** Provided entries follows **
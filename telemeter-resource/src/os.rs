//! OS resource detector
//!
//! Detect the runtime operating system type.

use std::env::consts::OS;
use std::time::Duration;

use telemeter::KeyValue;

use crate::attributes::OS_TYPE;
use crate::detector::{DetectionError, ResourceDetector};
use crate::Resource;

/// Detect runtime operating system information.
///
/// This detector uses Rust's [`OS constant`] to report the operating system
/// type the process was compiled for. The value is known at compile time,
/// so detection cannot fail and ignores the detection budget.
///
/// [`OS constant`]: https://doc.rust-lang.org/std/env/consts/constant.OS.html
#[derive(Debug)]
pub struct OsResourceDetector;

impl ResourceDetector for OsResourceDetector {
    fn detect(&self, _timeout: Duration) -> Result<Resource, DetectionError> {
        Ok(Resource::new([KeyValue::new(OS_TYPE, OS)]))
    }
}

#[cfg(test)]
#[cfg(target_os = "linux")]
mod tests {
    use std::time::Duration;

    use telemeter::Key;

    use crate::detector::ResourceDetector;

    use super::OsResourceDetector;

    #[test]
    fn test_os_resource_detector() {
        let resource = OsResourceDetector.detect(Duration::ZERO).unwrap();

        assert_eq!(resource.len(), 1);
        assert_eq!(
            resource.get(&Key::from_static_str("os.type")),
            Some("linux".into())
        );
    }
}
** End of Provided entries **
- What is required -
Beginning at the opening line of the data, transcribe each line exactly until you reach the line with "fn detect(&self, _timeout: Duration)", which you also include, and go no further.

- Task solution -
filename telemeter-resource/src/os.rs
//! OS resource detector
//!
//! Detect the runtime operating system type.

use std::env::consts::OS;
use std::time::Duration;

use telemeter::KeyValue;

use crate::attributes::OS_TYPE;
use crate::detector::{DetectionError, ResourceDetector};
use crate::Resource;

/// Detect runtime operating system information.
///
/// This detector uses Rust's [`OS constant`] to report the operating system
/// type the process was compiled for. The value is known at compile time,
/// so detection cannot fail and ignores the detection budget.
///
/// [`OS constant`]: https://doc.rust-lang.org/std/env/consts/constant.OS.html
#[derive(Debug)]
pub struct OsResourceDetector;

impl ResourceDetector for OsResourceDetector {
    fn detect(&self, _timeout: Duration) -> Result<Resource, DetectionError> {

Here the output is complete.